Sticklebacks (n = 35) were significantly more likely than minnows to respond to a visual predatory stimulus (GLMM: χ21 = 18.0, p<0.001; stickleback odds 6.41 times higher than minnows (n = 27; CI: 2.63, 15.63)). However, there was no significant influence of noise treatment (χ21 = 0.05, p = 0.828; additional-noise treatment odds 0.91 times that of control treatment (CI: 0.39, 2.13)). There was no significant order effect (χ21 = 0.67, p = 0.414) and no significant effect of interactions between factors (treatment:order:species χ21 = 0.01, p = 0.920; order:species χ21 = 0.04, p = 0.849; treatment:order χ21 = 0.55, p = 0.458; treatment:species χ21 = 2.35, p = 0.126) on the likelihood of responding.
The effect of noise treatment on response latency significantly differed depending on species (MMCoxPH: interaction species:treatment χ21 = 5.83, p = 0.016; figure 3). Examining species in turn, minnows (n = 27) showed no significant influence of noise treatment (χ21 = 1.40, p = 0.245; additional-noise treatment odds 0.63 times that of control treatment (CI: 0.29, 1.36)), while sticklebacks (n = 35) showed significantly shorter latencies to respond in the additional-noise treatment (χ21 = 6.80, p = 0.009; additional-noise treatment odds 2.13 times that of control treatment (CI: 1.23, 3.67)).
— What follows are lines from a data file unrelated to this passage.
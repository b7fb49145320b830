//! Similarity search over manual chunks.

use std::path::Path;
use std::sync::Arc;

use async_trait::async_trait;
use tracing::info;

use crate::tool_source::ToolSourceError;

use super::chunk::{chunk_manual, ManualChunk};
use super::embedder::Embedder;

/// One search result.
#[derive(Clone, Debug, PartialEq)]
pub struct ManualHit {
    pub page: usize,
    pub text: String,
    pub score: f32,
}

/// Searchable manual.
#[async_trait]
pub trait ManualIndex: Send + Sync {
    /// Up to `k` chunks most relevant to `query`, best first.
    async fn search(&self, query: &str, k: usize) -> Result<Vec<ManualHit>, ToolSourceError>;
}

/// In-memory vector index: every chunk embedded once at build time, ranked by cosine
/// similarity at query time.
pub struct VectorManualIndex {
    embedder: Arc<dyn Embedder>,
    entries: Vec<(ManualChunk, Vec<f32>)>,
}

impl VectorManualIndex {
    pub async fn build(
        embedder: Arc<dyn Embedder>,
        chunks: Vec<ManualChunk>,
    ) -> Result<Self, ToolSourceError> {
        let texts: Vec<&str> = chunks.iter().map(|c| c.text.as_str()).collect();
        let vectors = embedder.embed(&texts).await?;
        if vectors.len() != chunks.len() {
            return Err(ToolSourceError::Transport(format!(
                "embedder returned {} vectors for {} chunks",
                vectors.len(),
                chunks.len()
            )));
        }
        Ok(Self {
            embedder,
            entries: chunks.into_iter().zip(vectors).collect(),
        })
    }

    /// Chunks and indexes a text export (pages separated by form feeds).
    pub async fn from_text(embedder: Arc<dyn Embedder>, text: &str) -> Result<Self, ToolSourceError> {
        Self::build(embedder, chunk_manual(text)).await
    }

    /// Reads the export at `path` and indexes it.
    pub async fn load(
        embedder: Arc<dyn Embedder>,
        path: impl AsRef<Path>,
    ) -> Result<Self, ToolSourceError> {
        let path = path.as_ref();
        let text = tokio::fs::read_to_string(path)
            .await
            .map_err(|e| ToolSourceError::InvalidInput(format!("{}: {}", path.display(), e)))?;
        let index = Self::from_text(embedder, &text).await?;
        info!(path = %path.display(), chunks = index.len(), "manual indexed");
        Ok(index)
    }

    pub fn len(&self) -> usize {
        self.entries.len()
    }

    pub fn is_empty(&self) -> bool {
        self.entries.is_empty()
    }
}

/// Cosine similarity; 0.0 if either vector has zero magnitude.
fn cosine_similarity(a: &[f32], b: &[f32]) -> f32 {
    let dot_product: f32 = a.iter().zip(b.iter()).map(|(x, y)| x * y).sum();
    let norm_a: f32 = a.iter().map(|x| x * x).sum::<f32>().sqrt();
    let norm_b: f32 = b.iter().map(|x| x * x).sum::<f32>().sqrt();

    if norm_a == 0.0 || norm_b == 0.0 {
        0.0
    } else {
        dot_product / (norm_a * norm_b)
    }
}

#[async_trait]
impl ManualIndex for VectorManualIndex {
    async fn search(&self, query: &str, k: usize) -> Result<Vec<ManualHit>, ToolSourceError> {
        if self.entries.is_empty() || k == 0 {
            return Ok(vec![]);
        }
        let query_vector = self
            .embedder
            .embed(&[query])
            .await?
            .into_iter()
            .next()
            .ok_or_else(|| ToolSourceError::Transport("embedder returned no vector".into()))?;
        let mut hits: Vec<ManualHit> = self
            .entries
            .iter()
            .map(|(chunk, v)| ManualHit {
                page: chunk.page,
                text: chunk.text.clone(),
                score: cosine_similarity(&query_vector, v),
            })
            .collect();
        hits.sort_by(|a, b| b.score.total_cmp(&a.score));
        hits.truncate(k);
        Ok(hits)
    }
}

#[cfg(test)]
pub(crate) mod tests {
    use super::*;

    /// Bag-of-words embedder: each lowercase word bumps one hashed bucket.
    pub(crate) struct WordEmbedder;

    #[async_trait]
    impl Embedder for WordEmbedder {
        async fn embed(&self, texts: &[&str]) -> Result<Vec<Vec<f32>>, ToolSourceError> {
            Ok(texts
                .iter()
                .map(|t| {
                    let mut v = vec![0f32; 64];
                    for word in t.split(|c: char| !c.is_alphanumeric()).filter(|w| !w.is_empty()) {
                        let h = word
                            .to_lowercase()
                            .bytes()
                            .fold(7usize, |h, b| h.wrapping_mul(31).wrapping_add(b as usize));
                        v[h % 64] += 1.0;
                    }
                    v
                })
                .collect())
        }
    }

    const MANUAL: &str = "Seats and restraints. Adjust the head restraint.\u{c}\
        Fuse 33 15A trailer brake controller.\u{c}\
        Tire pressure 35 psi cold front and rear.";

    /// **Scenario**: The chunk sharing the query's words ranks first.
    #[tokio::test]
    async fn search_ranks_matching_page_first() {
        let index = VectorManualIndex::from_text(Arc::new(WordEmbedder), MANUAL)
            .await
            .unwrap();
        assert_eq!(index.len(), 3);
        let hits = index.search("fuse 33", 5).await.unwrap();
        assert_eq!(hits.len(), 3);
        assert_eq!(hits[0].page, 2);
        assert!(hits[0].score > hits[1].score);
    }

    /// **Scenario**: k bounds the number of hits; an empty index returns none.
    #[tokio::test]
    async fn search_respects_k_and_empty() {
        let index = VectorManualIndex::from_text(Arc::new(WordEmbedder), MANUAL)
            .await
            .unwrap();
        assert_eq!(index.search("tire", 1).await.unwrap().len(), 1);
        let empty = VectorManualIndex::from_text(Arc::new(WordEmbedder), "")
            .await
            .unwrap();
        assert!(empty.is_empty());
        assert!(empty.search("tire", 5).await.unwrap().is_empty());
    }

    /// **Scenario**: Loading a missing file is InvalidInput.
    #[tokio::test]
    async fn load_missing_file() {
        let result = VectorManualIndex::load(Arc::new(WordEmbedder), "/nonexistent/manual.txt").await;
        assert!(matches!(result, Err(ToolSourceError::InvalidInput(_))));
    }

    /// **Scenario**: Cosine similarity of zero vectors is 0.
    #[test]
    fn cosine_zero_vector() {
        assert_eq!(cosine_similarity(&[0.0, 0.0], &[1.0, 0.0]), 0.0);
        assert!((cosine_similarity(&[1.0, 2.0], &[1.0, 2.0]) - 1.0).abs() < 1e-6);
    }
}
There was no significant effect of any other interactions (treatment:order:species χ21<0.01, p = 0.945; order:species χ21 = 0.01, p = 0.905; treatment:order χ21 = 2.65, p = 0.104) nor of order (χ21 = 1.02, p = 0.31) on response latency.
Figure 3. Speed of response to a visual predatory stimulus.
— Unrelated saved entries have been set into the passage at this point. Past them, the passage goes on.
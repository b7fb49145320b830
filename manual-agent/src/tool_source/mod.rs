//! Tool source abstraction: list the tools a model may call and execute a call by name.
//!
//! The tools node talks only to `ToolSource`; `ToolRegistry` (crate::tools) is the
//! production implementation and `MockToolSource` the test one.

mod mock;

pub use mock::MockToolSource;

use async_trait::async_trait;
use serde::{Deserialize, Serialize};
use serde_json::Value;
use thiserror::Error;

/// Tool description sent to the model (name, description, JSON schema of the arguments).
#[derive(Clone, Debug, PartialEq, Serialize, Deserialize)]
pub struct ToolSpec {
    pub name: String,
    pub description: Option<String>,
    pub input_schema: Value,
}

/// Text result of one tool call.
#[derive(Clone, Debug, PartialEq, Eq)]
pub struct ToolCallContent {
    pub text: String,
}

/// Tool call failure.
///
/// `NotFound` is never fatal to a turn. `InvalidInput` and `Transport` are handled by the
/// tools node according to its error policy.
#[derive(Clone, Debug, Error, PartialEq, Eq)]
pub enum ToolSourceError {
    #[error("tool not found: {0}")]
    NotFound(String),

    #[error("invalid input: {0}")]
    InvalidInput(String),

    #[error("transport: {0}")]
    Transport(String),
}

/// Source of callable tools.
#[async_trait]
pub trait ToolSource: Send + Sync {
    async fn list_tools(&self) -> Result<Vec<ToolSpec>, ToolSourceError>;

    async fn call_tool(&self, name: &str, arguments: Value)
        -> Result<ToolCallContent, ToolSourceError>;
}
Minnows showed no significant effect of noise treatment on response latency (A), while sticklebacks responded significantly more quickly during additional-noise playbacks compared to control playbacks (B). Plots of Kaplan-Meier estimate from mixed model Cox proportional hazards regression, with non-responders included as right-censored maximum-latency data. N = two trials to each of 27 minnows and 35 sticklebacks.doi:10.1371/journal.pone.0102946.g003
Our results show that elevated noise levels can affect responses to a predatory threat, as shown in previous studies on crabs , , and European eels (Anguilla anguilla) . While we found no effect of additional-noise playbacks on the most obvious behavioural measure (whether the fish responded to the predatory stimulus), there was an impact on response latency. This more subtle effect parallels earlier work on foraging behaviour , where sticklebacks exposed to increased noise did not consume fewer prey items, but did make more foraging errors and spent more time engaged in other activities than during control playbacks (but see ). Our testing of two fish species in the same conditions provides the first evidence that additional noise could affect the anti-predator responses of sympatric species in different ways: whereas sticklebacks responded more quickly to the predatory threat when exposed to additional-noise playback, minnows did not significantly differ in their response latency depending on sound treatment.
The faster anti-predatory response of sticklebacks when exposed to additional noise could be the result of increased vigilance, as seen in previous studies of terrestrial vertebrates , . Increased noise levels might have triggered a stress response , resulting in greater general alertness and vigilance . Alternatively, prey might compensate for potential masking of auditory predatory cues  by relying more on the use of visual information , and thus detect threats sooner. A reduced latency to respond could directly benefit survival , , as demonstrated in guppies (Poecilia reticulata) : individuals that were in a position to detect a model predator sooner, initiated flight responses earlier and were more likely to escape predation when confronted with a real predator. However, responding faster reduces time available for threat assessment and may lead to suboptimal decisions, such as premature flight responses to non-threatening situations. If fleeing individuals seek shelter, and do not emerge for some time, such ‘escapes’ not only result in unnecessary energy expenditure, but may also lead to lost opportunities for foraging or reproduction . In turn, compensation for lost foraging time may carry costs of increased predation risk, if animals are forced to forage during times of greater predatory threat .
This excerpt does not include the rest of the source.